### SOURCE DATA ###

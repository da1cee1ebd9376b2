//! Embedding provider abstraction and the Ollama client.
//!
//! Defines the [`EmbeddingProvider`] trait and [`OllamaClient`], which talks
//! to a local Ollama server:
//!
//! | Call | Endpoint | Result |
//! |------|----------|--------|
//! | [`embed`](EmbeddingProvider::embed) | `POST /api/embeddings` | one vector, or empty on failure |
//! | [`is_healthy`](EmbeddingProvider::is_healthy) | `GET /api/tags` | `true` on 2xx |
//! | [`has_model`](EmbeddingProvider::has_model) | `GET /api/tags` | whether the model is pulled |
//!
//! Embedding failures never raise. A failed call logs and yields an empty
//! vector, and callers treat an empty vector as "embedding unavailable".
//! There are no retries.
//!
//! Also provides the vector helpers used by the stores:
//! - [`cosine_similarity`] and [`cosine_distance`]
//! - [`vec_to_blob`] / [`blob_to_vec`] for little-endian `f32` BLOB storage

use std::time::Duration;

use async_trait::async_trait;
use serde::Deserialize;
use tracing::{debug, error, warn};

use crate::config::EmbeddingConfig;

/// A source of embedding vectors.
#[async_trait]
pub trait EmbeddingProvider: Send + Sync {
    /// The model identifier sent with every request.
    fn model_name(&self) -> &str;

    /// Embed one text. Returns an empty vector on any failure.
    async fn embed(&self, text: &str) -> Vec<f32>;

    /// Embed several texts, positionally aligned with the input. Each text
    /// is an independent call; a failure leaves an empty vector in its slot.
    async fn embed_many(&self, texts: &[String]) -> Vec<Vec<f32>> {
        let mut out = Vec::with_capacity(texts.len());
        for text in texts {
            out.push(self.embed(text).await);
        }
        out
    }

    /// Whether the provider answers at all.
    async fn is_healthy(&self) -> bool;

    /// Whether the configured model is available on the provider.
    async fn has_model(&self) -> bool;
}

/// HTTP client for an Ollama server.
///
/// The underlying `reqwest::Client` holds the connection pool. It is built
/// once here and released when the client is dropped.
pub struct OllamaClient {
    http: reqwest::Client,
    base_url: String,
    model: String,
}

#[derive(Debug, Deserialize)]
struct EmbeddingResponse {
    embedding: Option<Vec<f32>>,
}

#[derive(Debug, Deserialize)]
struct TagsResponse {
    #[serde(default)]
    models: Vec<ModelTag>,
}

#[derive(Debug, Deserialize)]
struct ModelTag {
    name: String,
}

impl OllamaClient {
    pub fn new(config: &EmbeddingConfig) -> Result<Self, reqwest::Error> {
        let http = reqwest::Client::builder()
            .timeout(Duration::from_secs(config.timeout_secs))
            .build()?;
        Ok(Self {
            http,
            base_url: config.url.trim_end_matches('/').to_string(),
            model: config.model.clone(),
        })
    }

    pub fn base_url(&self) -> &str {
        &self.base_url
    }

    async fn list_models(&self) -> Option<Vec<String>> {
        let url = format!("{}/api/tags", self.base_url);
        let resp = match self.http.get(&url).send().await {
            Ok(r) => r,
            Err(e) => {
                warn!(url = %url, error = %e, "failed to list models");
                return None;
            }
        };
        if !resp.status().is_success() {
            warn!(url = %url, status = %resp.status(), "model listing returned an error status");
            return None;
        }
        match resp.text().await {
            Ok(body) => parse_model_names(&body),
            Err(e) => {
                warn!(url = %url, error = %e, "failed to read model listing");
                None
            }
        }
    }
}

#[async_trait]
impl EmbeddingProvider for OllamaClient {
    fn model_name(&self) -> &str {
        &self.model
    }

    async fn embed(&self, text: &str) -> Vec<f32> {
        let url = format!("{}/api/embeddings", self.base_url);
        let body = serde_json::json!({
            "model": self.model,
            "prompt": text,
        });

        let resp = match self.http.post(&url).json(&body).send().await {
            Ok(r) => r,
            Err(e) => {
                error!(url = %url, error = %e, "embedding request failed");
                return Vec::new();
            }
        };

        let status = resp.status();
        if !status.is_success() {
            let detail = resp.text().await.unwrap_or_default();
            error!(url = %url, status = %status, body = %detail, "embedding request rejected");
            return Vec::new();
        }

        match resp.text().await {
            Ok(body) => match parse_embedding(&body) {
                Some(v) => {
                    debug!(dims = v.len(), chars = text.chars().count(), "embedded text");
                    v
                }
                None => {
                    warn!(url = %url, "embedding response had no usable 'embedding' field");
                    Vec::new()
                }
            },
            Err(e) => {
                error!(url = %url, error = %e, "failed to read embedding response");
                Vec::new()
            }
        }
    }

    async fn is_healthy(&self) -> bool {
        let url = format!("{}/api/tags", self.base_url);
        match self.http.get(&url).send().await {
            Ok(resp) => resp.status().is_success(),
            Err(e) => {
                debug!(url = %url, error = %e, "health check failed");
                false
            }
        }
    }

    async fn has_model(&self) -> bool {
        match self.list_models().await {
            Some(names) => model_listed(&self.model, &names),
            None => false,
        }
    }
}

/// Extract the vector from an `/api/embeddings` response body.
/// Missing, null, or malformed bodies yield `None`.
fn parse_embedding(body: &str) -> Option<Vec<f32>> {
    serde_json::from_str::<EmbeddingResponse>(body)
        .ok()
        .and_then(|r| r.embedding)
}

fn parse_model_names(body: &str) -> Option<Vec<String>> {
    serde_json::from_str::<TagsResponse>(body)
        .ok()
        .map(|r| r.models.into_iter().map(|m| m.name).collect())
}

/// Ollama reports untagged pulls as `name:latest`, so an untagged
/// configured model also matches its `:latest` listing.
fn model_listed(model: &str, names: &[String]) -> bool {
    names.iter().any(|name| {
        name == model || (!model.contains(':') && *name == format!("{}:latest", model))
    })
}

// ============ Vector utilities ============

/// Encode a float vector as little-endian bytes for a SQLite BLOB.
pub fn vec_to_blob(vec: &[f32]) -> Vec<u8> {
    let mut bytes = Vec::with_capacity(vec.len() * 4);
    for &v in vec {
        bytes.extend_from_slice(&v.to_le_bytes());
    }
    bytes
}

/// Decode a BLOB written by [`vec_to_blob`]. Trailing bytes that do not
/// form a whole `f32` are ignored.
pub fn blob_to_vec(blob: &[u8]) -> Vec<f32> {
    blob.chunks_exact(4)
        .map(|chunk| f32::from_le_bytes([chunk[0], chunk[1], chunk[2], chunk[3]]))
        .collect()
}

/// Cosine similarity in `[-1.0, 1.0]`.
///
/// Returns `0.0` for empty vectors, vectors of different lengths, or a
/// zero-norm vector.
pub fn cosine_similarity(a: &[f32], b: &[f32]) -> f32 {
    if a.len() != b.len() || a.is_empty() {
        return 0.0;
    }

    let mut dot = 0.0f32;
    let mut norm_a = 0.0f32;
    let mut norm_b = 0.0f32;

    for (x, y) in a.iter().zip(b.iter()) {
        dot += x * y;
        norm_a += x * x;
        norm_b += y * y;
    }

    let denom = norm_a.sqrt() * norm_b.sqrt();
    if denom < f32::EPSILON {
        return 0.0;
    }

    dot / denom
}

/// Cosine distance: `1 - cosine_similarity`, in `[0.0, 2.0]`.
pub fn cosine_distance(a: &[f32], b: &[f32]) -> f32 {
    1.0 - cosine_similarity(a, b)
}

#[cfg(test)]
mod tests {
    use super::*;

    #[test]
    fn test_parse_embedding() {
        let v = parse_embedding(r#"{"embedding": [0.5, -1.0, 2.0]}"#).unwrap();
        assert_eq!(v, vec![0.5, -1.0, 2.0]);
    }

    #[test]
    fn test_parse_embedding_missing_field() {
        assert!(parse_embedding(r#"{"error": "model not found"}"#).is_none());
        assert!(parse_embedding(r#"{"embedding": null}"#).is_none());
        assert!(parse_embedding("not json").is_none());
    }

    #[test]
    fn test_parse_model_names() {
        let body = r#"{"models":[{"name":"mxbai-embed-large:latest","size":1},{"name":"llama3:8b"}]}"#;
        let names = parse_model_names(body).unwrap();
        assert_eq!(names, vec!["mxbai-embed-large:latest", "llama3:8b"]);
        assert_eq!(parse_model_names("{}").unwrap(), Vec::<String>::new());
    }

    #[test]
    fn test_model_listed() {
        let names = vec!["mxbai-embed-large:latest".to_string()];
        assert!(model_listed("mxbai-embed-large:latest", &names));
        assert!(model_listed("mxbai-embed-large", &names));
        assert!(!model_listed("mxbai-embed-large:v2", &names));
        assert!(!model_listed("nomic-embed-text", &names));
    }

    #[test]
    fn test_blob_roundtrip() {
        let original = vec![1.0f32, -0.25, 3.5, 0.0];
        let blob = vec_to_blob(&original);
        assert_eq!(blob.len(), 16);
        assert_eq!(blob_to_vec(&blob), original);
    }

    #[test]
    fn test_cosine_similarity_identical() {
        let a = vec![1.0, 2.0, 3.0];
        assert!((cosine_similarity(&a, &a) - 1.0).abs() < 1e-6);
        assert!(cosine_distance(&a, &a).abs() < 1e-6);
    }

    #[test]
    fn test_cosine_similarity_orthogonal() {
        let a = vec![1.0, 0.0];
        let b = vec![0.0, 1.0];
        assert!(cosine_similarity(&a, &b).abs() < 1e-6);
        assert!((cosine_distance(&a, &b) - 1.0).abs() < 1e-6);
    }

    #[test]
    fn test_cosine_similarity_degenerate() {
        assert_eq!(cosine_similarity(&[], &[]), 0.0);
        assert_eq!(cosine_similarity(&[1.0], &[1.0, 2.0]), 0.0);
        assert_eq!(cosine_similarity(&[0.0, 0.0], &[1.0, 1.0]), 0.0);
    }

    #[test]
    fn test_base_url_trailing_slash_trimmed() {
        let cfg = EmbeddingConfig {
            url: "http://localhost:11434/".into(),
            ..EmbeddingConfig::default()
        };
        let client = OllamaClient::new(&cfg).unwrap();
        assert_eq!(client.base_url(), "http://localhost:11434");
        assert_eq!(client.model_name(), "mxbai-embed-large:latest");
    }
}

###

• [WHAT NEEDS TO BE DONE]: Check each line of the entries, and copy the ones that contain "large".

• [SOLUTION FOR THIS TASK]:
        let body = r#"{"models":[{"name":"mxbai-embed-large:latest","size":1},{"name":"llama3:8b"}]}"#;
        assert_eq!(names, vec!["mxbai-embed-large:latest", "llama3:8b"]);
        let names = vec!["mxbai-embed-large:latest".to_string()];
        assert!(model_listed("mxbai-embed-large:latest", &names));
        assert!(model_listed("mxbai-embed-large", &names));
        assert!(!model_listed("mxbai-embed-large:v2", &names));
        assert_eq!(client.model_name(), "mxbai-embed-large:latest");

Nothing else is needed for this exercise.